[Saved data entries]
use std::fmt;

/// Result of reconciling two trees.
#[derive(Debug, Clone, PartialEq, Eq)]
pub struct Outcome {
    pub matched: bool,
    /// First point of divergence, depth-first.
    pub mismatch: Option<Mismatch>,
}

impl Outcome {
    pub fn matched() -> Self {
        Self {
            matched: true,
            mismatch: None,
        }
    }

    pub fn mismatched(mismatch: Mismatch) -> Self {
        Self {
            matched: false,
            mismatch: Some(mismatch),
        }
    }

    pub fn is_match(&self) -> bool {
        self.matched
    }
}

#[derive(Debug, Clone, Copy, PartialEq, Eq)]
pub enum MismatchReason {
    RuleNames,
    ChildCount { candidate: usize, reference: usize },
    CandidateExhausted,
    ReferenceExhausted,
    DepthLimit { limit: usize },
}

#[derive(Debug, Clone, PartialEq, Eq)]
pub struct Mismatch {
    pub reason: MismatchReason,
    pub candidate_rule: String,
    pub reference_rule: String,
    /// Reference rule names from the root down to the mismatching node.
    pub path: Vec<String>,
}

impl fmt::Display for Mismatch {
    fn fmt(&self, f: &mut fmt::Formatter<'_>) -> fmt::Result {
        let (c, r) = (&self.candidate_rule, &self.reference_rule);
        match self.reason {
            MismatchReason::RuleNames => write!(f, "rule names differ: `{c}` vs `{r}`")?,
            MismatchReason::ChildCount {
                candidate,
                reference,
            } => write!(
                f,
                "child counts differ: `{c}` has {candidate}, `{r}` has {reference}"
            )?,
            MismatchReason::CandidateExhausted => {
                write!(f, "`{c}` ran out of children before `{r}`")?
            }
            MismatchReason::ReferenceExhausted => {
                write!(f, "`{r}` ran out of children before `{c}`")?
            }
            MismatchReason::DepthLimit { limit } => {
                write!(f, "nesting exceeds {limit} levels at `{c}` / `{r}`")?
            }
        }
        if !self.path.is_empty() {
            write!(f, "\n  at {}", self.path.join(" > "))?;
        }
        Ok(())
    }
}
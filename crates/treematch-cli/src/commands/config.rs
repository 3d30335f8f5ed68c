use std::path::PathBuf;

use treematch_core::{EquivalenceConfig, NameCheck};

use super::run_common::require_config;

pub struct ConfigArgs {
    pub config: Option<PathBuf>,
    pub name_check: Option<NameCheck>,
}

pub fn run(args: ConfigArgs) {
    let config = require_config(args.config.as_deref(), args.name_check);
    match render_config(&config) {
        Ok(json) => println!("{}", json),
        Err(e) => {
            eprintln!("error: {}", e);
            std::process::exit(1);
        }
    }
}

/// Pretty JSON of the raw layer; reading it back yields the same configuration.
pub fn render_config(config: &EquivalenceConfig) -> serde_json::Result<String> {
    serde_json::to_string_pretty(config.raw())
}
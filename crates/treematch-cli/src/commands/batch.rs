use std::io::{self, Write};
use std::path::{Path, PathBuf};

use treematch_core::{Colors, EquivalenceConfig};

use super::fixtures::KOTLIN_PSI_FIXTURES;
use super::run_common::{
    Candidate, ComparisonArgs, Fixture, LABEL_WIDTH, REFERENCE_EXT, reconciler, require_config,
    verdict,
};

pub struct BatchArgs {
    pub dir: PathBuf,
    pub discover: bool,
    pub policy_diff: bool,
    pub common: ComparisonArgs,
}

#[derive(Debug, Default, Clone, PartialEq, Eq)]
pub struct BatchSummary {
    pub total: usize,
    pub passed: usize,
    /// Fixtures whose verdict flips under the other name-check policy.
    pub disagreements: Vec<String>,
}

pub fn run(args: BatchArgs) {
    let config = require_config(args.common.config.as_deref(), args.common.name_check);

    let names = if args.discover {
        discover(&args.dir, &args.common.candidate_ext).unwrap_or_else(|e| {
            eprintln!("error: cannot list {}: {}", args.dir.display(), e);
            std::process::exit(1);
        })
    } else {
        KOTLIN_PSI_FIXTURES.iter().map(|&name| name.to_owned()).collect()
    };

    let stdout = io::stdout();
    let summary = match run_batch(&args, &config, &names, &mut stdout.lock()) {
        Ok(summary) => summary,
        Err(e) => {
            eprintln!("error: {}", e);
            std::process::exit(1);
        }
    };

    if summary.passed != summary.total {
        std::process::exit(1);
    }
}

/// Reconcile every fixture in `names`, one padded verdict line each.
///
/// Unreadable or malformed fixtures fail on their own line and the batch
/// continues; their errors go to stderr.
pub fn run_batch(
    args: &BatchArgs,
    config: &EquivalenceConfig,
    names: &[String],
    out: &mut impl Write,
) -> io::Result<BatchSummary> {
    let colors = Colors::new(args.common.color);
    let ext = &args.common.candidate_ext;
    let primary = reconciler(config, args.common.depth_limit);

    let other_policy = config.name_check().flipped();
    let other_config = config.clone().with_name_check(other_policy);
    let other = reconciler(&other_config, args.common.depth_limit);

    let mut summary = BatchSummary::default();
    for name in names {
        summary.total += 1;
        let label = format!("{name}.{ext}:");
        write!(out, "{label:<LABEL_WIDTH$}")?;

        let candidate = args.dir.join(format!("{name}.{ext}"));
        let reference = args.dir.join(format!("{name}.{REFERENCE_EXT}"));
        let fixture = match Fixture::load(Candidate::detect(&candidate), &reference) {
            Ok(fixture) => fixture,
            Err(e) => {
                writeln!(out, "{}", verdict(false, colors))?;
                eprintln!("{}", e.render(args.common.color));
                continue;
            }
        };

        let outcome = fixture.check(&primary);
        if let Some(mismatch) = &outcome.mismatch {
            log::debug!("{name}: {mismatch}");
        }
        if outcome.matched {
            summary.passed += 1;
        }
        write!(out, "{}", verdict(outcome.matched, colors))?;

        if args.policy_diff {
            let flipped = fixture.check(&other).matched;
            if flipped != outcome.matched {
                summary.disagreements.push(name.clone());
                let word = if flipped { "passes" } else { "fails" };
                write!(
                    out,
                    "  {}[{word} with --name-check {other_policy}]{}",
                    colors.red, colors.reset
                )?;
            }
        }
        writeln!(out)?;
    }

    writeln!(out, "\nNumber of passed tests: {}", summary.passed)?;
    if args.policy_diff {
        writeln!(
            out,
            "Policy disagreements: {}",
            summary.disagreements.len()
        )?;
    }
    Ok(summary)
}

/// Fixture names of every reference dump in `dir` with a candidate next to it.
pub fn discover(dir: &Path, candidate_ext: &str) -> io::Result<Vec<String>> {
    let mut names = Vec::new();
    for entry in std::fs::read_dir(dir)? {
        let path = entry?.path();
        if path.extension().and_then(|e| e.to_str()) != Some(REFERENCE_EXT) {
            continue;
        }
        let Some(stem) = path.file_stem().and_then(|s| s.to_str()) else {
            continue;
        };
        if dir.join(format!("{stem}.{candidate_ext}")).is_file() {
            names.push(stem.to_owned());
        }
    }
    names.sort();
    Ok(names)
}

# Task to complete:
I'd like every record written out exactly as given.

# Reply:
use std::fmt;

/// Result of reconciling two trees.
#[derive(Debug, Clone, PartialEq, Eq)]
pub struct Outcome {
    pub matched: bool,
    /// First point of divergence, depth-first.
    pub mismatch: Option<Mismatch>,
}

impl Outcome {
    pub fn matched() -> Self {
        Self {
            matched: true,
            mismatch: None,
        }
    }

    pub fn mismatched(mismatch: Mismatch) -> Self {
        Self {
            matched: false,
            mismatch: Some(mismatch),
        }
    }

    pub fn is_match(&self) -> bool {
        self.matched
    }
}

#[derive(Debug, Clone, Copy, PartialEq, Eq)]
pub enum MismatchReason {
    RuleNames,
    ChildCount { candidate: usize, reference: usize },
    CandidateExhausted,
    ReferenceExhausted,
    DepthLimit { limit: usize },
}

#[derive(Debug, Clone, PartialEq, Eq)]
pub struct Mismatch {
    pub reason: MismatchReason,
    pub candidate_rule: String,
    pub reference_rule: String,
    /// Reference rule names from the root down to the mismatching node.
    pub path: Vec<String>,
}

impl fmt::Display for Mismatch {
    fn fmt(&self, f: &mut fmt::Formatter<'_>) -> fmt::Result {
        let (c, r) = (&self.candidate_rule, &self.reference_rule);
        match self.reason {
            MismatchReason::RuleNames => write!(f, "rule names differ: `{c}` vs `{r}`")?,
            MismatchReason::ChildCount {
                candidate,
                reference,
            } => write!(
                f,
                "child counts differ: `{c}` has {candidate}, `{r}` has {reference}"
            )?,
            MismatchReason::CandidateExhausted => {
                write!(f, "`{c}` ran out of children before `{r}`")?
            }
            MismatchReason::ReferenceExhausted => {
                write!(f, "`{r}` ran out of children before `{c}`")?
            }
            MismatchReason::DepthLimit { limit } => {
                write!(f, "nesting exceeds {limit} levels at `{c}` / `{r}`")?
            }
        }
        if !self.path.is_empty() {
            write!(f, "\n  at {}", self.path.join(" > "))?;
        }
        Ok(())
    }
}
filename crates/treematch-cli/src/commands/config.rs
repository 3d30335f8f5ed68c
use std::path::PathBuf;

use treematch_core::{EquivalenceConfig, NameCheck};

use super::run_common::require_config;

pub struct ConfigArgs {
    pub config: Option<PathBuf>,
    pub name_check: Option<NameCheck>,
}

pub fn run(args: ConfigArgs) {
    let config = require_config(args.config.as_deref(), args.name_check);
    match render_config(&config) {
        Ok(json) => println!("{}", json),
        Err(e) => {
            eprintln!("error: {}", e);
            std::process::exit(1);
        }
    }
}

/// Pretty JSON of the raw layer; reading it back yields the same configuration.
pub fn render_config(config: &EquivalenceConfig) -> serde_json::Result<String> {
    serde_json::to_string_pretty(config.raw())
}
filename crates/treematch-cli/src/commands/batch.rs
use std::io::{self, Write};
use std::path::{Path, PathBuf};

use treematch_core::{Colors, EquivalenceConfig};

use super::fixtures::KOTLIN_PSI_FIXTURES;
use super::run_common::{
    Candidate, ComparisonArgs, Fixture, LABEL_WIDTH, REFERENCE_EXT, reconciler, require_config,
    verdict,
};

pub struct BatchArgs {
    pub dir: PathBuf,
    pub discover: bool,
    pub policy_diff: bool,
    pub common: ComparisonArgs,
}

#[derive(Debug, Default, Clone, PartialEq, Eq)]
pub struct BatchSummary {
    pub total: usize,
    pub passed: usize,
    /// Fixtures whose verdict flips under the other name-check policy.
    pub disagreements: Vec<String>,
}

pub fn run(args: BatchArgs) {
    let config = require_config(args.common.config.as_deref(), args.common.name_check);

    let names = if args.discover {
        discover(&args.dir, &args.common.candidate_ext).unwrap_or_else(|e| {
            eprintln!("error: cannot list {}: {}", args.dir.display(), e);
            std::process::exit(1);
        })
    } else {
        KOTLIN_PSI_FIXTURES.iter().map(|&name| name.to_owned()).collect()
    };

    let stdout = io::stdout();
    let summary = match run_batch(&args, &config, &names, &mut stdout.lock()) {
        Ok(summary) => summary,
        Err(e) => {
            eprintln!("error: {}", e);
            std::process::exit(1);
        }
    };

    if summary.passed != summary.total {
        std::process::exit(1);
    }
}

/// Reconcile every fixture in `names`, one padded verdict line each.
///
/// Unreadable or malformed fixtures fail on their own line and the batch
/// continues; their errors go to stderr.
pub fn run_batch(
    args: &BatchArgs,
    config: &EquivalenceConfig,
    names: &[String],
    out: &mut impl Write,
) -> io::Result<BatchSummary> {
    let colors = Colors::new(args.common.color);
    let ext = &args.common.candidate_ext;
    let primary = reconciler(config, args.common.depth_limit);

    let other_policy = config.name_check().flipped();
    let other_config = config.clone().with_name_check(other_policy);
    let other = reconciler(&other_config, args.common.depth_limit);

    let mut summary = BatchSummary::default();
    for name in names {
        summary.total += 1;
        let label = format!("{name}.{ext}:");
        write!(out, "{label:<LABEL_WIDTH$}")?;

        let candidate = args.dir.join(format!("{name}.{ext}"));
        let reference = args.dir.join(format!("{name}.{REFERENCE_EXT}"));
        let fixture = match Fixture::load(Candidate::detect(&candidate), &reference) {
            Ok(fixture) => fixture,
            Err(e) => {
                writeln!(out, "{}", verdict(false, colors))?;
                eprintln!("{}", e.render(args.common.color));
                continue;
            }
        };

        let outcome = fixture.check(&primary);
        if let Some(mismatch) = &outcome.mismatch {
            log::debug!("{name}: {mismatch}");
        }
        if outcome.matched {
            summary.passed += 1;
        }
        write!(out, "{}", verdict(outcome.matched, colors))?;

        if args.policy_diff {
            let flipped = fixture.check(&other).matched;
            if flipped != outcome.matched {
                summary.disagreements.push(name.clone());
                let word = if flipped { "passes" } else { "fails" };
                write!(
                    out,
                    "  {}[{word} with --name-check {other_policy}]{}",
                    colors.red, colors.reset
                )?;
            }
        }
        writeln!(out)?;
    }

    writeln!(out, "\nNumber of passed tests: {}", summary.passed)?;
    if args.policy_diff {
        writeln!(
            out,
            "Policy disagreements: {}",
            summary.disagreements.len()
        )?;
    }
    Ok(summary)
}

/// Fixture names of every reference dump in `dir` with a candidate next to it.
pub fn discover(dir: &Path, candidate_ext: &str) -> io::Result<Vec<String>> {
    let mut names = Vec::new();
    for entry in std::fs::read_dir(dir)? {
        let path = entry?.path();
        if path.extension().and_then(|e| e.to_str()) != Some(REFERENCE_EXT) {
            continue;
        }
        let Some(stem) = path.file_stem().and_then(|s| s.to_str()) else {
            continue;
        };
        if dir.join(format!("{stem}.{candidate_ext}")).is_file() {
            names.push(stem.to_owned());
        }
    }
    names.sort();
    Ok(names)
}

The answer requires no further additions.